A biopsia embrionária realiza-se quando um ou ambos progenitores apresentam risco de transmitir alterações cromossómicas, ou doenças monogénicas. O procedimento também se realiza quando um casal apresenta uma história clínica de aborto recorrente.

Outro motivo para a realização de uma biópsia é a idade da mulher. Caso a mãe esteja em idade reprodutiva avançada, este procedimento permite diagnosticar possíveis alterações no embrião. Da mesma forma, se a mulher tiver feito várias tentativas de FIV fracassadas, deve ser realizada uma biopsia embrionária.

 

Que doenças pode evitar?

A doença mais conhecida, provocada por alterações nos cromossomas, é a Síndrome de Down. Esta síndrome desenvolve-se quando o embrião tem o cromossoma 21 em triplicado, quando deveria ter um cromossoma 21 do pai e outro da mãe. No entanto, embora seja a mais conhecida, esta não é a doença mais frequentemente detetada através do Teste Genético Pré-implantacional. Algumas das doenças diagnosticadas com maior frequência são a Distrofia Muscular, a Doença de Huntington e a Síndrome X-frágil.

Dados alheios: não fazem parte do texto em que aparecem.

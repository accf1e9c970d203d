//! Chunk data model shared by the chunker and the pipeline

use crate::document::Block;
use serde::{Deserialize, Serialize};
use std::time::Duration;

/// How a chunk's trailing boundary was chosen
#[derive(Debug, Clone, Copy, PartialEq, Eq, Serialize, Deserialize)]
#[serde(rename_all = "snake_case")]
pub enum ChunkBoundary {
    /// The whole document fit in one chunk
    Whole,
    /// Packed along parsed top-level boundaries
    Syntactic,
    /// Heuristic line-based split
    LineWindow,
    /// Sized on the fly by the adaptive sizer
    Adaptive,
}

/// Metadata attached to every chunk
#[derive(Debug, Clone, Copy, PartialEq, Eq, Serialize, Deserialize)]
pub struct ChunkMetadata {
    /// Boundary kind that produced the chunk
    pub boundary: ChunkBoundary,
    /// Whether the content is prefixed with overlap from the previous chunk
    pub has_overlap: bool,
    /// Exact byte length of the overlap prefix, for stripping
    pub overlap_bytes: usize,
}

impl ChunkMetadata {
    /// Metadata for a chunk without overlap
    pub fn plain(boundary: ChunkBoundary) -> Self {
        Self {
            boundary,
            has_overlap: false,
            overlap_bytes: 0,
        }
    }
}

/// An ordered piece of the source document
///
/// Immutable once produced. `content` may carry an overlap prefix; the
/// byte/line ranges always describe the non-overlap region in the original
/// document.
#[derive(Debug, Clone, PartialEq)]
pub struct Chunk {
    /// Chunk text, possibly with an overlap prefix
    pub content: String,
    /// First source line (0-based)
    pub start_line: usize,
    /// Line one past the last source line
    pub end_line: usize,
    /// First source byte
    pub start_byte: usize,
    /// Byte one past the chunk's region
    pub end_byte: usize,
    /// Position in the chunk sequence
    pub index: usize,
    /// Total number of chunks, once the full split is known
    pub total_count: Option<usize>,
    /// Boundary and overlap metadata
    pub metadata: ChunkMetadata,
}

impl Chunk {
    /// Content length in bytes, overlap included
    pub fn len(&self) -> usize {
        self.content.len()
    }

    /// True if the chunk carries no content
    pub fn is_empty(&self) -> bool {
        self.content.is_empty()
    }

    /// Content with any overlap prefix stripped
    pub fn own_content(&self) -> &str {
        &self.content[self.metadata.overlap_bytes..]
    }
}

/// Outcome of processing one chunk
#[derive(Debug, Clone, Serialize, Deserialize)]
pub struct ChunkResult {
    /// Index of the originating chunk
    pub index: usize,
    /// Whether the chunk was processed successfully
    pub success: bool,
    /// Parsed intermediate blocks
    pub blocks: Vec<Block>,
    /// Blocks after translation (originals kept on per-block failure)
    pub translated: Vec<Block>,
    /// Fatal error for this chunk, if any
    pub error: Option<String>,
    /// Non-fatal diagnostics
    pub warnings: Vec<String>,
    /// End-to-end processing time for this chunk
    pub processing_time: Duration,
}

impl ChunkResult {
    /// Successful result
    pub fn succeeded(
        index: usize,
        blocks: Vec<Block>,
        translated: Vec<Block>,
        warnings: Vec<String>,
        processing_time: Duration,
    ) -> Self {
        Self {
            index,
            success: true,
            blocks,
            translated,
            error: None,
            warnings,
            processing_time,
        }
    }

    /// Failed result carrying passthrough blocks so assembly can keep the
    /// original text
    pub fn failed(
        index: usize,
        error: impl Into<String>,
        passthrough: Vec<Block>,
        processing_time: Duration,
    ) -> Self {
        Self {
            index,
            success: false,
            blocks: Vec::new(),
            translated: passthrough,
            error: Some(error.into()),
            warnings: Vec::new(),
            processing_time,
        }
    }

    /// Result for a chunk whose processing exceeded the configured timeout
    pub fn timed_out(index: usize, timeout: Duration) -> Self {
        Self {
            index,
            success: false,
            blocks: Vec::new(),
            translated: Vec::new(),
            error: Some(format!(
                "chunk {index} timed out after {} ms",
                timeout.as_millis()
            )),
            warnings: Vec::new(),
            processing_time: timeout,
        }
    }
}
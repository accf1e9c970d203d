//! Engine-level error types

use lintra_core::{AssembleError, CoreError, ParseError};
use thiserror::Error;

/// Errors raised by chunking and pipeline orchestration
#[derive(Debug, Error)]
pub enum EngineError {
    /// Error from a core component
    #[error("core error: {0}")]
    Core(#[from] CoreError),

    /// The parser rejected the whole input
    #[error(transparent)]
    Parse(#[from] ParseError),

    /// Final assembly failed
    #[error(transparent)]
    Assemble(#[from] AssembleError),

    /// Chunking produced an inconsistent split
    #[error("chunking failed: {reason}")]
    ChunkingFailed {
        /// Why the split is unusable
        reason: String,
    },

    /// Configuration rejected by validation
    #[error("invalid configuration: {reason}")]
    InvalidConfig {
        /// Which parameter combination is invalid
        reason: String,
    },

    /// Stored result could not be decoded
    #[error("result decoding failed: {0}")]
    ResultDecoding(#[from] serde_json::Error),

    /// Worker pool could not be constructed
    #[error("worker pool construction failed: {reason}")]
    WorkerPool {
        /// Builder diagnostic
        reason: String,
    },
}

/// Engine result alias
pub type Result<T> = std::result::Result<T, EngineError>;
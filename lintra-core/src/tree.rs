//! Tagged node tree representation of parsed documents
//!
//! Parsed documents are cached and persisted as a data-only recursive
//! structure: a node-type tag, an ordered field map, and source position
//! attributes. Loading never executes code; the loader matches on the tag
//! and bounds recursion depth, emitting an explicit truncation marker when
//! the bound is hit.

use crate::error::{CoreError, Result};
use serde::{Deserialize, Serialize};
use serde_json::Value;
use std::collections::BTreeMap;

/// Maximum nesting depth accepted when loading a persisted tree
pub const MAX_TREE_DEPTH: usize = 64;

/// Source position attributes for a node
#[derive(Debug, Clone, Copy, PartialEq, Eq, Default, Serialize, Deserialize)]
pub struct Span {
    /// First line covered by the node (0-based)
    pub start_line: usize,
    /// Line one past the last covered line
    pub end_line: usize,
    /// First byte covered by the node
    pub start_byte: usize,
    /// Byte one past the last covered byte
    pub end_byte: usize,
}

impl Span {
    /// Create a span from line and byte ranges
    pub fn new(start_line: usize, end_line: usize, start_byte: usize, end_byte: usize) -> Self {
        Self {
            start_line,
            end_line,
            start_byte,
            end_byte,
        }
    }

    /// Byte length covered by the span
    pub fn byte_len(&self) -> usize {
        self.end_byte.saturating_sub(self.start_byte)
    }
}

/// A single tree node: type tag, ordered field map, position attributes
#[derive(Debug, Clone, PartialEq, Serialize, Deserialize)]
pub struct TreeNode {
    /// Node type tag (e.g. `"module"`, `"function_def"`)
    pub tag: String,
    /// Named fields in deterministic order
    #[serde(default, skip_serializing_if = "BTreeMap::is_empty")]
    pub fields: BTreeMap<String, FieldValue>,
    /// Source position, when known
    #[serde(default, skip_serializing_if = "Option::is_none")]
    pub span: Option<Span>,
}

/// Closed set of data-only field variants
#[derive(Debug, Clone, PartialEq, Serialize, Deserialize)]
#[serde(tag = "kind", content = "value", rename_all = "snake_case")]
pub enum FieldValue {
    /// Text payload
    Text(String),
    /// Numeric payload
    Number(f64),
    /// Boolean payload
    Flag(bool),
    /// Single child node
    Node(Box<TreeNode>),
    /// Ordered child node list
    Nodes(Vec<TreeNode>),
    /// Marker left where loading hit the depth bound
    Truncated,
}

impl TreeNode {
    /// Create a node with no fields or span
    pub fn new(tag: impl Into<String>) -> Self {
        Self {
            tag: tag.into(),
            fields: BTreeMap::new(),
            span: None,
        }
    }

    /// Attach a span
    pub fn with_span(mut self, span: Span) -> Self {
        self.span = Some(span);
        self
    }

    /// Insert a field, returning self for chaining
    pub fn with_field(mut self, name: impl Into<String>, value: FieldValue) -> Self {
        self.fields.insert(name.into(), value);
        self
    }

    /// Text payload of a field, if present and textual
    pub fn text_field(&self, name: &str) -> Option<&str> {
        match self.fields.get(name) {
            Some(FieldValue::Text(text)) => Some(text),
            _ => None,
        }
    }

    /// Child list of a field, if present and a node list
    pub fn nodes_field(&self, name: &str) -> Option<&[TreeNode]> {
        match self.fields.get(name) {
            Some(FieldValue::Nodes(nodes)) => Some(nodes),
            _ => None,
        }
    }

    /// Total node count of the tree rooted here, including this node
    pub fn node_count(&self) -> usize {
        let mut count = 1;
        for value in self.fields.values() {
            match value {
                FieldValue::Node(node) => count += node.node_count(),
                FieldValue::Nodes(nodes) => {
                    count += nodes.iter().map(TreeNode::node_count).sum::<usize>()
                }
                _ => {}
            }
        }
        count
    }

    /// Load a tree from a JSON value with bounded recursion depth
    ///
    /// Unknown shapes are rejected; nesting beyond [`MAX_TREE_DEPTH`] is
    /// replaced with [`FieldValue::Truncated`] rather than recursed into.
    pub fn from_value(value: &Value) -> Result<Self> {
        Self::from_value_bounded(value, 0)
    }

    fn from_value_bounded(value: &Value, depth: usize) -> Result<Self> {
        let object = value.as_object().ok_or_else(|| CoreError::MalformedEntry {
            reason: "node is not an object".to_string(),
        })?;

        let tag = object
            .get("tag")
            .and_then(Value::as_str)
            .ok_or_else(|| CoreError::MalformedEntry {
                reason: "node has no string tag".to_string(),
            })?
            .to_string();

        let span = match object.get("span") {
            Some(raw) => Some(serde_json::from_value(raw.clone())?),
            None => None,
        };

        let mut fields = BTreeMap::new();
        if let Some(raw_fields) = object.get("fields") {
            let map = raw_fields
                .as_object()
                .ok_or_else(|| CoreError::MalformedEntry {
                    reason: format!("fields of `{tag}` is not an object"),
                })?;
            for (name, raw) in map {
                fields.insert(name.clone(), FieldValue::from_value_bounded(raw, depth)?);
            }
        }

        Ok(Self { tag, fields, span })
    }
}

impl FieldValue {
    fn from_value_bounded(value: &Value, depth: usize) -> Result<Self> {
        let object = value.as_object().ok_or_else(|| CoreError::MalformedEntry {
            reason: "field value is not an object".to_string(),
        })?;
        let kind = object
            .get("kind")
            .and_then(Value::as_str)
            .ok_or_else(|| CoreError::MalformedEntry {
                reason: "field value has no kind".to_string(),
            })?;
        let payload = object.get("value");

        match kind {
            "text" => match payload.and_then(Value::as_str) {
                Some(text) => Ok(FieldValue::Text(text.to_string())),
                None => Err(CoreError::MalformedEntry {
                    reason: "text field without string value".to_string(),
                }),
            },
            "number" => match payload.and_then(Value::as_f64) {
                Some(number) => Ok(FieldValue::Number(number)),
                None => Err(CoreError::MalformedEntry {
                    reason: "number field without numeric value".to_string(),
                }),
            },
            "flag" => match payload.and_then(Value::as_bool) {
                Some(flag) => Ok(FieldValue::Flag(flag)),
                None => Err(CoreError::MalformedEntry {
                    reason: "flag field without boolean value".to_string(),
                }),
            },
            "node" => {
                if depth + 1 >= MAX_TREE_DEPTH {
                    return Ok(FieldValue::Truncated);
                }
                let raw = payload.ok_or_else(|| CoreError::MalformedEntry {
                    reason: "node field without value".to_string(),
                })?;
                Ok(FieldValue::Node(Box::new(TreeNode::from_value_bounded(
                    raw,
                    depth + 1,
                )?)))
            }
            "nodes" => {
                if depth + 1 >= MAX_TREE_DEPTH {
                    return Ok(FieldValue::Truncated);
                }
                let raw = payload.and_then(Value::as_array).ok_or_else(|| {
                    CoreError::MalformedEntry {
                        reason: "nodes field without array value".to_string(),
                    }
                })?;
                let nodes = raw
                    .iter()
                    .map(|item| TreeNode::from_value_bounded(item, depth + 1))
                    .collect::<Result<Vec<_>>>()?;
                Ok(FieldValue::Nodes(nodes))
            }
            "truncated" => Ok(FieldValue::Truncated),
            other => Err(CoreError::MalformedEntry {
                reason: format!("unknown field kind `{other}`"),
            }),
        }
    }
}
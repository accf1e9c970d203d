//! Streaming pipeline orchestration for incremental document translation
//!
//! Builds on `lintra-core`: the [`DocumentChunker`] splits a document
//! along syntactic boundaries, the [`StreamingPipeline`] processes chunks
//! sequentially, on a bounded worker pool, or with adaptive sizing, and
//! reassembles ordered output from the result buffer.
//!
//! ```rust,ignore
//! let pipeline = StreamingPipeline::new(
//!     PipelineConfig::parallel(),
//!     parser,
//!     translator,
//!     assembler,
//! )?;
//! let cancel = CancellationToken::new();
//! let results: Vec<_> = pipeline.stream(&source, None, cancel, None)?.collect();
//! let output = pipeline.assemble(results.len())?;
//! ```

pub mod cancel;
pub mod chunker;
pub mod config;
pub mod error;
mod executor;
pub mod pipeline;
pub mod progress;

pub use cancel::CancellationToken;
pub use chunker::{ChunkStream, ChunkerConfig, DocumentChunker};
pub use config::PipelineConfig;
pub use error::{EngineError, Result};
pub use pipeline::{ResultStream, StreamingPipeline};
pub use progress::{Progress, ProgressCallback};
//! Bounded-concurrency chunk execution
//!
//! Chunks are submitted to a rayon pool in index order, capped by an
//! in-flight window; workers push results over an mpsc channel and the
//! consumer yields them in completion order. A chunk that outlives the
//! configured timeout is reported as failed and marked abandoned; its
//! late real result is discarded when it eventually arrives.

use crate::cancel::CancellationToken;
use crate::error::{EngineError, Result};
use lintra_core::chunk::{Chunk, ChunkResult};
use lintra_core::traits::TelemetryRecorder;
use std::collections::{BTreeMap, HashSet};
use std::sync::mpsc::{self, Receiver, RecvTimeoutError, Sender};
use std::sync::Arc;
use std::time::{Duration, Instant};

/// Shared per-chunk processing function
pub(crate) type ProcessFn = Arc<dyn Fn(Chunk) -> ChunkResult + Send + Sync>;

/// Build a named worker pool
pub(crate) fn build_pool(threads: Option<usize>) -> Result<rayon::ThreadPool> {
    rayon::ThreadPoolBuilder::new()
        .num_threads(threads.unwrap_or_else(num_cpus::get))
        .thread_name(|index| format!("lintra-worker-{index}"))
        .build()
        .map_err(|err| EngineError::WorkerPool {
            reason: err.to_string(),
        })
}

/// One parallel execution over a fixed chunk sequence
///
/// Yields results in completion order, not submission order. Cancellation
/// is observed before each submission; chunks already submitted run to
/// completion and are still yielded.
pub(crate) struct ParallelRun {
    pool: rayon::ThreadPool,
    process: ProcessFn,
    telemetry: Arc<dyn TelemetryRecorder>,
    cancel: CancellationToken,
    pending: std::vec::IntoIter<Chunk>,
    sender: Sender<ChunkResult>,
    receiver: Receiver<ChunkResult>,
    /// Submission instant per in-flight chunk index, oldest first
    in_flight: BTreeMap<usize, Instant>,
    abandoned: HashSet<usize>,
    window: usize,
    timeout: Option<Duration>,
}

impl ParallelRun {
    pub(crate) fn new(
        pool: rayon::ThreadPool,
        chunks: Vec<Chunk>,
        window: usize,
        timeout: Option<Duration>,
        cancel: CancellationToken,
        process: ProcessFn,
        telemetry: Arc<dyn TelemetryRecorder>,
    ) -> Self {
        let (sender, receiver) = mpsc::channel();
        Self {
            pool,
            process,
            telemetry,
            cancel,
            pending: chunks.into_iter(),
            sender,
            receiver,
            in_flight: BTreeMap::new(),
            abandoned: HashSet::new(),
            window: window.max(1),
            timeout,
        }
    }

    fn submit_up_to_window(&mut self) {
        while self.in_flight.len() < self.window && !self.cancel.is_cancelled() {
            let Some(chunk) = self.pending.next() else {
                break;
            };
            let index = chunk.index;
            self.in_flight.insert(index, Instant::now());
            let process = Arc::clone(&self.process);
            let sender = self.sender.clone();
            self.pool.spawn(move || {
                let result = process(chunk);
                // The consumer may have been dropped; nothing to do then
                let _ = sender.send(result);
            });
        }
    }

    /// Index of the longest-in-flight chunk that has exceeded `timeout`
    fn oldest_overdue(&self, timeout: Duration) -> Option<usize> {
        self.in_flight
            .iter()
            .min_by_key(|(_, submitted)| **submitted)
            .filter(|(_, submitted)| submitted.elapsed() >= timeout)
            .map(|(index, _)| *index)
    }

    fn wait_for_result(&mut self) -> Option<ChunkResult> {
        loop {
            let Some(timeout) = self.timeout else {
                return self.receiver.recv().ok();
            };

            let deadline = self
                .in_flight
                .values()
                .min()
                .map(|submitted| *submitted + timeout)?;
            let remaining = deadline.saturating_duration_since(Instant::now());
            match self.receiver.recv_timeout(remaining) {
                Ok(result) => return Some(result),
                Err(RecvTimeoutError::Timeout) => {
                    if let Some(index) = self.oldest_overdue(timeout) {
                        self.in_flight.remove(&index);
                        self.abandoned.insert(index);
                        tracing::warn!(index, ?timeout, "chunk processing timed out");
                        self.telemetry.record_event(
                            "chunk.timeout",
                            Some(timeout),
                            &[("index", index as u64)],
                        );
                        return Some(ChunkResult::timed_out(index, timeout));
                    }
                }
                Err(RecvTimeoutError::Disconnected) => return None,
            }
        }
    }
}

impl Iterator for ParallelRun {
    type Item = ChunkResult;

    fn next(&mut self) -> Option<ChunkResult> {
        loop {
            self.submit_up_to_window();
            if self.in_flight.is_empty() {
                return None;
            }
            let result = self.wait_for_result()?;
            if self.abandoned.remove(&result.index) {
                // Late result for a chunk already reported as timed out
                tracing::debug!(index = result.index, "discarding abandoned chunk result");
                continue;
            }
            self.in_flight.remove(&result.index);
            return Some(result);
        }
    }
}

A primeira é um transtorno grave dos músculos, a Doença de Huntington é um transtorno motor e a Síndrome X-frágil provoca atraso mental e afeta apenas os homens.

Este procedimento é útil em muitas situações, mas é principalmente indicado para casais com histórico de doenças de ordem genética ou hereditária. Por outro lado, no caso de um ou ambos os progenitores apresentarem fatores de risco que sugiram maior probabilidade de alteração genética nos embriões, o médico deve considerar a realização de uma biopsia embrionária. O Teste Genético Pré-implantacional, ou PGT, permite detetar anomalias associadas às doenças de maior prevalência na população. Para além de doenças provocadas por alterações nos cromossomas, o PGT também permite diagnosticar doenças ligadas a genes específicos. Exemplos disso, a anemia falciforme, fibrose cística, entre outras.

O estudo genético embrionário é possível no procedimento de Fertilização In Vitro, uma técnica de reprodução assistida, e é uma forma de oferecer maior segurança no sucesso da gestação. Na biopsia embrionária, o estudo é realizado em laboratório enquanto os embriões se mantêm congelados a aguardar os resultados. Devido ao processo de congelamento, os embriões mantêm-se estáveis por tempo indeterminado e mantêm a qualidade pré-congelamento até o momento da transferência. Como tal, embora a biopsia embrionária seja um procedimento invasivo, é seguro e os embriões mantêm a sua qualidade.